Neither party is responsible for 100% of the closing costs in Florida, which includes fees, taxes, insurance costs and more. The buyer typically pays between 3% to 4% of the home loan’s value and is responsible for the bulk of the fees and taxes. The seller usually pays between 5% to 10% of the home’s sale price. Closing costs also vary among counties.
Condos are regulated by the Florida Condominium Act. The legislation lays out your rights to the property and gives you an “undivided interest” in all the common areas of the building. You’ll have to pay a monthly maintenance fee or a yearly homeowners association fee to cover the servicing of those areas that fall under the “undivided interest.” The fee isn’t tax-deductible.
If you are getting a mortgage The fees shown on the Good Faith Estimate can be difficult to understand but can be broken down into five sections.
- Appraisal fee
- Reinspection fee
- Credit application, credit report and credit supplement fees
- Mortgage origination fee
- Lender’s title insurance policy (optional owner’s title insurance)
- Escrow fee
- Home inspection fee (optional)
- Closing attorney fee
- Courier fee
- Bank processing fee
- Recording fee
- Notary fee
- Loan discount points
- Homeowners insurance
- Property taxes and tax servicing fees
- Mortgage insurance premiums
- Flood certification fee (in some areas)
Lenders typically require an appraisal as part of the underwriting process, before financing a home purchase. Appraisals will vary in price depending on the location and size of the property. The lender hires an appraiser to provide the fair market value of the home, and the buyer pays the lender.
Mortgage origination fee
Every lender will charge a mortgage origination fee, which covers their service and administrative costs. The average loan origination fee is 1% of the total loan amount. Buyers should shop for lenders with both experience and low origination fees.
Title insurance policy fees
Lenders typically require borrowers to purchase insurance to protect the financial institution from future title claims. This policy is called lender’s title insurance and the cost depends on the location and size of the property.

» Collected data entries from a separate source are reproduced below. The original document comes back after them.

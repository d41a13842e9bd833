//! Sound cues played through HTML audio elements

use game_core::{Cue, SoundTrigger};
use wasm_bindgen::JsValue;
use web_sys::HtmlAudioElement;

/// One preloaded clip per cue
pub struct HtmlSound {
    kick: HtmlAudioElement,
    goal: HtmlAudioElement,
}

impl HtmlSound {
    /// Clips are looked up as `<base>/kick.wav` and `<base>/goal.wav`
    pub fn new(base: &str) -> Result<Self, JsValue> {
        Ok(Self {
            kick: HtmlAudioElement::new_with_src(&format!("{base}/kick.wav"))?,
            goal: HtmlAudioElement::new_with_src(&format!("{base}/goal.wav"))?,
        })
    }

    fn clip(&self, cue: Cue) -> &HtmlAudioElement {
        match cue {
            Cue::Kick => &self.kick,
            Cue::Goal => &self.goal,
        }
    }
}

impl SoundTrigger for HtmlSound {
    fn trigger(&mut self, cue: Cue) {
        let clip = self.clip(cue);
        // Restart if still playing; a rejected play() (autoplay policy) is dropped
        clip.set_current_time(0.0);
        if let Err(e) = clip.play() {
            log::debug!("{} cue not played: {:?}", cue.name(), e);
        }
    }
}
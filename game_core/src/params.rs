/// Game tuning parameters for the football match
#[derive(Debug, Clone, Copy)]
pub struct Params;

impl Params {
    // Field (the host canvas usually overrides these)
    pub const FIELD_WIDTH: f32 = 800.0;
    pub const FIELD_HEIGHT: f32 = 500.0;

    // Goal mouth
    pub const GOAL_TOP: f32 = 150.0;
    pub const GOAL_BOTTOM: f32 = 350.0;
    pub const GOAL_LINE_DEPTH: f32 = 5.0; // Ball this close to an edge can score
    pub const GOAL_MARKER_WIDTH: f32 = 5.0;

    // Players
    pub const PLAYER_SIZE: f32 = 25.0;
    pub const PLAYER_SPEED: f32 = 2.0; // pixels per tick
    pub const CHASE_MIN_DISTANCE: f32 = 1.0; // No chasing inside this radius

    // Ball
    pub const BALL_RADIUS: f32 = 10.0;
    pub const BALL_FRICTION: f32 = 0.99;
    pub const SERVE_DX: f32 = 1.5; // Used when the ball was dead on a goal
    pub const SERVE_DY: f32 = 1.2;

    // Actions
    pub const POSSESSION_RADIUS: f32 = 30.0;
    pub const PASS_POWER: f32 = 2.5;
    pub const SHOT_POWER: f32 = 4.5;
}
use game_core::*;
use glam::Vec2;
use hecs::World;

fn place_ball(game: &mut Game, pos: Vec2, vel: Vec2) {
    for (_entity, ball) in game.world.query_mut::<&mut Ball>() {
        ball.pos = pos;
        ball.vel = vel;
    }
}

#[test]
fn test_goalies_hold_their_line() {
    let mut game = Game::default();
    let mut input = InputState::new();
    let start: Vec<f32> = game
        .players_with(Role::Goalie)
        .iter()
        .map(|p| p.pos.x)
        .collect();

    // Drag the ball to the top edge and let the keepers follow
    place_ball(&mut game, Vec2::new(400.0, 10.0), Vec2::new(0.7, -0.1));
    for _ in 0..200 {
        game.step(&mut input, &mut Silent);
        for (goalie, x) in game.players_with(Role::Goalie).iter().zip(&start) {
            assert_eq!(goalie.pos.x, *x);
            assert!((150.0..=350.0).contains(&goalie.pos.y));
        }
    }
}

#[test]
fn test_wall_bounce_in_full_tick() {
    let mut game = Game::new(Config::new());
    let mut input = InputState::new();
    place_ball(&mut game, Vec2::new(400.0, 0.5), Vec2::new(0.0, -2.0));

    game.step(&mut input, &mut Silent);

    let ball = game.ball().unwrap();
    assert!(ball.pos.y < 0.0, "Position is not clamped back inside");
    assert!(ball.vel.y > 0.0, "Reflected velocity points back in");
    assert!(game.events.ball_hit_wall);
}

#[test]
fn test_red_goal_scored_once_and_ball_served() {
    let mut game = Game::new(Config::with_field(800.0, 500.0));
    let mut input = InputState::new();
    let mut sound = RecordingSound::new();
    place_ball(&mut game, Vec2::new(4.0, 200.0), Vec2::ZERO);

    game.step(&mut input, &mut sound);

    assert_eq!(game.score.red, 1);
    assert_eq!(game.score.blue, 0);
    assert_eq!(sound.count(Cue::Goal), 1);

    let ball = game.ball().unwrap();
    assert_eq!(ball.pos, Vec2::new(400.0, 250.0));
    assert_eq!(ball.vel, Vec2::new(1.5, 1.2), "Dead ball serves with the default");

    // Next tick is play, not another goal
    game.step(&mut input, &mut sound);
    assert_eq!(game.score.red, 1);
    assert_eq!(sound.count(Cue::Goal), 1);
}

#[test]
fn test_serve_alternates_direction() {
    let mut game = Game::default();
    let mut input = InputState::new();
    place_ball(&mut game, Vec2::new(790.0, 250.0), Vec2::new(8.0, 0.0));

    game.step(&mut input, &mut Silent);

    assert_eq!(game.score.blue, 1);
    let ball = game.ball().unwrap();
    assert!(ball.vel.x < 0.0, "Serve goes back toward the team that conceded");
    assert_eq!(ball.vel.y, 1.2);
}

#[test]
fn test_pass_reaches_nearest_teammate_direction() {
    let mut world = World::new();
    let config = Config::new();
    let mut score = Score::new();
    let mut events = Events::new();
    let mut sound = RecordingSound::new();

    let user = Slot::new(Team::Blue, Role::Controlled, 300.0, 300.0);
    let near = Slot::new(Team::Blue, Role::Outfield, 310.0, 300.0); // distance 10
    let far = Slot::new(Team::Blue, Role::Outfield, 300.0, 350.0); // distance 50
    for slot in [user, far, near] {
        create_player(&mut world, &config, &slot);
    }
    create_ball(&mut world, Vec2::new(300.0, 285.0), Vec2::ZERO, config.ball_radius);

    let controls = Controls {
        pass: true,
        ..Controls::default()
    };
    step(&mut world, &config, &controls, &mut score, &mut events, &mut sound);

    // Kick toward (310, 300) at 2.5, then one tick of friction
    let mut query = world.query::<&Ball>();
    let ball = query.iter().next().map(|(_e, b)| *b).unwrap();
    assert!(ball.vel.x > 0.0);
    assert!(ball.vel.y.abs() < 1e-5);
    assert!((ball.vel.length() - 2.5 * 0.99).abs() < 1e-4);
    assert_eq!(sound.played, vec![Cue::Kick]);
}

#[test]
fn test_teammates_converge_on_ball() {
    let mut game = Game::default();
    let mut input = InputState::new();
    let ball = game.ball().unwrap().pos;
    let before: Vec<f32> = game
        .players_with(Role::Outfield)
        .iter()
        .map(|p| p.pos.distance(ball))
        .collect();

    game.step(&mut input, &mut Silent);

    let after: Vec<f32> = game
        .players_with(Role::Outfield)
        .iter()
        .map(|p| p.pos.distance(ball))
        .collect();
    for (b, a) in before.iter().zip(&after) {
        assert!((b - a - 2.0).abs() < 1e-3, "Each runner closes by its speed");
    }
}

#[test]
fn test_render_does_not_mutate() {
    let mut game = Game::default();
    let mut input = InputState::new();
    input.press(Control::Down);
    for _ in 0..10 {
        game.step(&mut input, &mut Silent);
    }

    let mut first = RecordingSurface::new();
    let mut second = RecordingSurface::new();
    game.render(&mut first);
    let ball = game.ball().unwrap();
    game.render(&mut second);

    assert_eq!(first.commands, second.commands);
    assert_eq!(game.ball().unwrap().pos, ball.pos);
    assert_eq!(game.tick, 10);
}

Owners title insurance protects the Buyer from future claims against the title. The customary party that pays for the Owners Title Policy varies by County in Florida. In Sarasota,Collier, Miami-Dade and Broward County, the Buyer pays for title insurance and chooses the title company. In all other counties, it is the Seller’s responsibility.
During the purchase and sale transaction, your funds will enter a holding account managed by a third party — an escrow company. When the transaction is complete, the escrow representative will disperse your down payment, fees, and loan proceeds to the appropriate individuals.
Home inspection fee
A home inspection is a common contingency for a home purchase. As the buyer, you can hire an inspector to evaluate the condition of the home and its systems prior to purchase. Home inspection costs vary depending on the size and age of the property. You will pay the inspector for their service out-of-pocket, and this amount is separate from the purchase and sale transaction.
Florida is a Title Theory state and does not require that an attorney be used to close a real estate transaction. Private real estate attorneys, or borrower’s attorneys, are an additional and optional cost for buyers who want a specialist to assist them with contract-related issues or professional advice beyond the scope of their agent’s abilities. Private real estate attorneys charge by the hour or charged a fixed rate for the transaction and rates vary based on their level of expertise and services provided.
During a financed home purchase, several institutions need to process information and create official records.
- The courier fee allows lenders to send your documents to necessary parties
- The bank processing fee pays the bank for handling the necessary loan documentation.
- The lender uses the recording fee to pay the county to file a public record of the transaction.
Loan discount point fees
When locking your interest rate with your lender, you’re allowed to buy down the rate. To do this, you pay “points” — essentially, paying interest in advance. One point is equal to 1% of the loan; but that does not translate to a 1% drop in interest rate. Not all buyers choose to buy down their interest rate, but when they do, the rates vary by lender.
As a stipulation of your financing, you will be required to purchase homeowners’ insurance. You will continue to pay the insurance premium on a yearly or twice-yearly basis directly to your insurer, or monthly via an escrow payment that is part of your monthly mortgage payment to your loan servicer. Homeowners insurance policy fees range based on the amount of coverage and the size of the property.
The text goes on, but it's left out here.